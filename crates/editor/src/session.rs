//! Editor session: owns the scene document and the view state around it.
//!
//! One session per open design. Pointer, keyboard, command and network
//! callers all go through this type instead of reaching for shared state.

use std::path::Path;

use chrono::{DateTime, Utc};
use glam::DVec2;
use kurbo::BezPath;
use shared::{Asset, CanvasElement, DepthLayer, Design, DimensionError, ElementId, GroupId};

use crate::client::{ClientError, DesignClient};
use crate::elevation;
use crate::geometry::{tank_to_pixels, TransformEnd, Viewport};
use crate::keyboard::{self, KeyAction, KeyPress};
use crate::state::{EditorSettings, SceneDocument, SceneState};

/// Untitled designs get this name until saved under another one
pub const DEFAULT_DESIGN_NAME: &str = "Untitled Design";

#[derive(Debug, thiserror::Error)]
pub enum SessionError {
    #[error(transparent)]
    Remote(#[from] ClientError),
    #[error("design rejected: {0}")]
    InvalidDesign(#[from] DimensionError),
}

/// Scene plus settings, viewport and the identity of the open design
#[derive(Debug)]
pub struct EditorSession {
    pub scene: SceneState,
    pub settings: EditorSettings,
    viewport: Viewport,
    design_id: Option<i64>,
    design_name: String,
    created_at: Option<DateTime<Utc>>,
}

impl Default for EditorSession {
    fn default() -> Self {
        Self::from_settings(EditorSettings::default())
    }
}

impl EditorSession {
    /// Create a session with default settings.
    pub fn new() -> Self {
        Self::default()
    }

    pub fn from_settings(settings: EditorSettings) -> Self {
        Self {
            scene: SceneState::new(settings.history_capacity),
            settings,
            viewport: Viewport::default(),
            design_id: None,
            design_name: DEFAULT_DESIGN_NAME.to_string(),
            created_at: None,
        }
    }

    // ── Pointer gestures ──────────────────────────────────────

    /// Place `asset` where it was dropped and select it
    pub fn drop_asset(&mut self, client: DVec2, asset: &Asset) -> ElementId {
        let pos = self.viewport.client_to_document(client);
        let (width, height) = asset.nominal_size();
        let element = CanvasElement {
            id: uuid::Uuid::new_v4().to_string(),
            kind: asset.category,
            name: asset.name.clone(),
            src: asset.src.clone(),
            x: pos.x,
            y: pos.y,
            width,
            height,
            rotation: 0.0,
            depth: DepthLayer::Middle,
            group_id: None,
        };
        let id = element.id.clone();
        self.scene.add_element(element);
        self.scene.select_element(Some(&id));
        tracing::debug!(id = %id, asset = %asset.name, "asset dropped");
        id
    }

    /// Drag end
    pub fn move_element(&mut self, id: &str, x: f64, y: f64) {
        self.scene
            .update_element(id, &shared::ElementPatch::position(x, y));
    }

    /// Resize/rotate end; sizes are floored to the configured minimum
    pub fn transform_element(&mut self, id: &str, end: TransformEnd) {
        let patch = end.to_patch(self.settings.min_element_size);
        self.scene.update_element(id, &patch);
    }

    // ── Viewport ──────────────────────────────────────────────

    pub fn zoom(&self) -> f64 {
        self.viewport.zoom
    }

    pub fn zoom_in(&mut self) {
        self.set_zoom(self.viewport.zoom + self.settings.zoom.step);
    }

    pub fn zoom_out(&mut self) {
        self.set_zoom(self.viewport.zoom - self.settings.zoom.step);
    }

    pub fn reset_zoom(&mut self) {
        self.viewport.zoom = 1.0;
    }

    fn set_zoom(&mut self, zoom: f64) {
        // Round away float drift from repeated steps
        let zoom = (zoom * 100.0).round() / 100.0;
        self.viewport.zoom = self.settings.zoom.clamp(zoom);
    }

    /// Client-space position of the canvas top-left corner
    pub fn set_canvas_origin(&mut self, origin: DVec2) {
        self.viewport.origin = origin;
    }

    pub fn viewport(&self) -> &Viewport {
        &self.viewport
    }

    /// Canvas size in pixels for the current tank
    pub fn canvas_size(&self) -> DVec2 {
        tank_to_pixels(&self.scene.tank_dimensions(), self.settings.scale_factor)
    }

    /// Substrate outline for the renderer
    pub fn elevation_path(&self) -> BezPath {
        let canvas = self.canvas_size();
        let substrate = self.scene.substrate();
        elevation::to_bez_path(
            &substrate.elevation_points,
            substrate.base_height,
            canvas.x,
            canvas.y,
        )
    }

    pub fn element_count(&self) -> usize {
        self.scene.elements().len()
    }

    // ── Document actions ──────────────────────────────────────

    /// Carpet `asset` using the configured layout
    pub fn generate_carpet(&mut self, asset: &Asset) -> GroupId {
        self.scene
            .generate_carpet(asset, &self.settings.carpet, self.settings.scale_factor)
    }

    /// Undo the last operation
    pub fn undo(&mut self) -> bool {
        if self.scene.can_undo() {
            self.scene.undo();
            true
        } else {
            false
        }
    }

    /// Redo the last undone operation
    pub fn redo(&mut self) -> bool {
        if self.scene.can_redo() {
            self.scene.redo();
            true
        } else {
            false
        }
    }

    pub fn handle_key(&mut self, press: KeyPress) -> Option<KeyAction> {
        keyboard::handle_key(&mut self.scene, press)
    }

    /// Resize the tank to a named preset. Returns false for unknown names.
    pub fn apply_preset(&mut self, name: &str) -> bool {
        match shared::tank_preset(name) {
            Some(preset) => {
                self.scene.set_tank_dimensions(preset.dimensions());
                true
            }
            None => {
                tracing::warn!(name, "unknown tank preset");
                false
            }
        }
    }

    // ── Designs ───────────────────────────────────────────────

    pub fn design_id(&self) -> Option<i64> {
        self.design_id
    }

    pub fn design_name(&self) -> &str {
        &self.design_name
    }

    pub fn set_design_name(&mut self, name: impl Into<String>) {
        self.design_name = name.into();
    }

    pub fn to_design(&self) -> Design {
        self.scene
            .to_design(&self.design_name, self.design_id, self.created_at)
    }

    /// Replace the document with `design` as a single undo step
    pub fn load_design(&mut self, design: Design) -> Result<(), DimensionError> {
        let (id, name, created_at) = (design.id, design.name.clone(), design.created_at);
        self.scene.load_design(design)?;
        self.design_id = id;
        self.design_name = name;
        self.created_at = Some(created_at);
        Ok(())
    }

    pub fn export_design_json(&self) -> Result<String, serde_json::Error> {
        serde_json::to_string_pretty(&self.to_design())
    }

    pub fn load_design_json(&mut self, json: &str) -> Result<(), String> {
        let design: Design =
            serde_json::from_str(json).map_err(|e| format!("JSON parse error: {e}"))?;
        self.load_design(design).map_err(|e| e.to_string())
    }

    /// Write the document to the autosave file if enabled
    pub fn autosave(&mut self) -> bool {
        self.settings.autosave && self.scene.autosave()
    }

    /// Pick up the document left in the autosave file by a previous run.
    ///
    /// History starts empty. Returns false when there is nothing usable.
    pub fn restore_autosave(&mut self) -> bool {
        match SceneState::load_autosave() {
            Some(document) => self.restore_document(document),
            None => false,
        }
    }

    pub fn restore_autosave_from(&mut self, path: &Path) -> bool {
        match SceneState::load_autosave_from(path) {
            Some(document) => self.restore_document(document),
            None => false,
        }
    }

    fn restore_document(&mut self, document: SceneDocument) -> bool {
        if let Err(e) = document.tank_dimensions.validate() {
            tracing::warn!("autosave ignored: {e}");
            return false;
        }
        self.scene = SceneState::with_document(document, self.settings.history_capacity);
        tracing::info!(elements = self.element_count(), "autosave restored");
        true
    }

    /// Create or update the design on the server.
    ///
    /// On failure the local document is left as it is.
    pub async fn save_remote(&mut self, client: &DesignClient) -> Result<Design, ClientError> {
        let design = self.to_design();
        let saved = match self.design_id {
            Some(id) => client.update(id, &design).await?,
            None => client.create(&design).await?,
        };
        self.design_id = saved.id;
        self.created_at = Some(saved.created_at);
        tracing::info!(id = ?saved.id, name = %saved.name, "design saved");
        Ok(saved)
    }

    /// Fetch a design from the server and load it
    pub async fn load_remote(
        &mut self,
        client: &DesignClient,
        id: i64,
    ) -> Result<(), SessionError> {
        let design = client.get(id).await?;
        self.load_design(design)?;
        Ok(())
    }
}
..........
▸ **TASK TO CARRY OUT**:
Your answer should be a single number: how many lines in the data above include "SessionError"?

▸ **RESULT FOR THIS TASK**:
2